12Non, nous ne pouvions vraiment que hausser les épaules sans les comprendre, les dures paroles que prononçait Manès Sperber au sujet de "cette comédie juvénile de petits révolutionnaires".
13C'est avec raison que nous critiquions le capitalisme, les structures conservatrices de notre pays et ses nombreux abus. Conformément à nos buts socialistes, nous discutions d'analyses et de théories marxistes, souvent – et nous le déplorions – tombées dans l'oubli. Cependant, pour beaucoup, le marxisme allait vite devenir la seule théorie valable de la société, celle qui devait permettre de tout expliquer. En totale contradiction avec Marx, dont on n'avait lu le plus souvent que des extraits, on sombrait dans la crédulité, phénomène bien connu de Manès Sperber. Trop souvent, le désir d'être conforté dans nos opinions semblait l'emporter sur la quête du savoir et de la connaissance.

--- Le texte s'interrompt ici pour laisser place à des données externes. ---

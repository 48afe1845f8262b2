use std::sync::Arc;

use pinboard_renderer::WgpuRenderer;

use crate::theme::WINDOW_BG;
use crate::App;

impl App {
    pub(crate) fn init_gpu(&mut self) {
        let window = self.window.as_ref().unwrap().clone();
        self.scale_factor = window.scale_factor() as f32;
        self.window_size = window.inner_size();

        let instance = wgpu::Instance::new(wgpu::InstanceDescriptor {
            backends: wgpu::Backends::all(),
            ..Default::default()
        });

        let surface = instance.create_surface(window).expect("create surface");

        let adapter = pollster::block_on(instance.request_adapter(&wgpu::RequestAdapterOptions {
            power_preference: wgpu::PowerPreference::HighPerformance,
            compatible_surface: Some(&surface),
            force_fallback_adapter: false,
        }))
        .expect("no suitable GPU adapter found");

        let (device, queue) = pollster::block_on(adapter.request_device(
            &wgpu::DeviceDescriptor {
                label: Some("pinboard_device"),
                required_features: wgpu::Features::empty(),
                required_limits: wgpu::Limits::default(),
                memory_hints: Default::default(),
            },
            None,
        ))
        .expect("failed to create device");

        let device = Arc::new(device);
        let queue = Arc::new(queue);

        let caps = surface.get_capabilities(&adapter);
        let format = caps
            .formats
            .iter()
            .find(|f| !f.is_srgb())
            .copied()
            .unwrap_or(caps.formats[0]);

        let present_mode = if caps.present_modes.contains(&wgpu::PresentMode::Mailbox) {
            wgpu::PresentMode::Mailbox
        } else {
            wgpu::PresentMode::Fifo
        };

        let config = wgpu::SurfaceConfiguration {
            usage: wgpu::TextureUsages::RENDER_ATTACHMENT,
            format,
            width: self.window_size.width,
            height: self.window_size.height,
            present_mode,
            alpha_mode: caps.alpha_modes[0],
            view_formats: vec![],
            desired_maximum_frame_latency: 2,
        };
        surface.configure(&device, &config);

        let mut renderer = WgpuRenderer::new(
            Arc::clone(&device),
            Arc::clone(&queue),
            format,
            self.scale_factor,
        );
        renderer.clear_color = WINDOW_BG;

        // Upload the decoded images in enumeration order so texture indices
        // line up with the layout's placements.
        for source in &self.images {
            let index = renderer.upload_image(source.width, source.height, &source.pixels);
            log::debug!("texture {} from {}", index, source.path.display());
        }
        log::info!("Uploaded {} image textures", renderer.image_count());

        self.surface = Some(surface);
        self.device = Some(device);
        self.queue = Some(queue);
        self.surface_config = Some(config);
        self.renderer = Some(renderer);
    }

    pub(crate) fn reconfigure_surface(&mut self) {
        if let (Some(surface), Some(device), Some(config)) = (
            self.surface.as_ref(),
            self.device.as_ref(),
            self.surface_config.as_mut(),
        ) {
            config.width = self.window_size.width.max(1);
            config.height = self.window_size.height.max(1);
            surface.configure(device, config);
        }
    }
}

14Certes, nous redécouvrions ainsi les vieux théoriciens de la gauche, ses révolutionnaires, et nous en diffusions les œuvres sous forme d'éditions pirates, mais nous laissions dans les librairies tout le travail d'auteurs encore vivants sur leurs propres erreurs, leurs connaissances, leurs expériences. Il en allait ainsi de Manès Sperber, cet homme de gauche critique dont, à cause de notre crédulité marxiste, nous refusions d'assimiler l'amère expérience historique. Plutôt que Comme une larme dans l'océan ou même Contre l'esprit du temps de 1968, nous préférions lire une édition pirate de ses publications de psychologie individuelle marxiste de 1932. Et même si l'on avait lu Comme une larme dans l'océan, le roman apparaissait davantage comme un document terrifiant sur le passé du Komintern que comme un avertissement qui devait nous éclairer.
15Tout en nous passionnant pour les divers modes de révolte de la jeunesse occidentale et pour les combats de libération dans les pays du tiers-monde, nous étions totalement ignorants de la lutte de libération qui se déroulait par exemple dans un pays comme la Tchécoslovaquie. On les retrouvait ici "le strabisme" et "l'usage de l'ignorance" dont parlait Sperber.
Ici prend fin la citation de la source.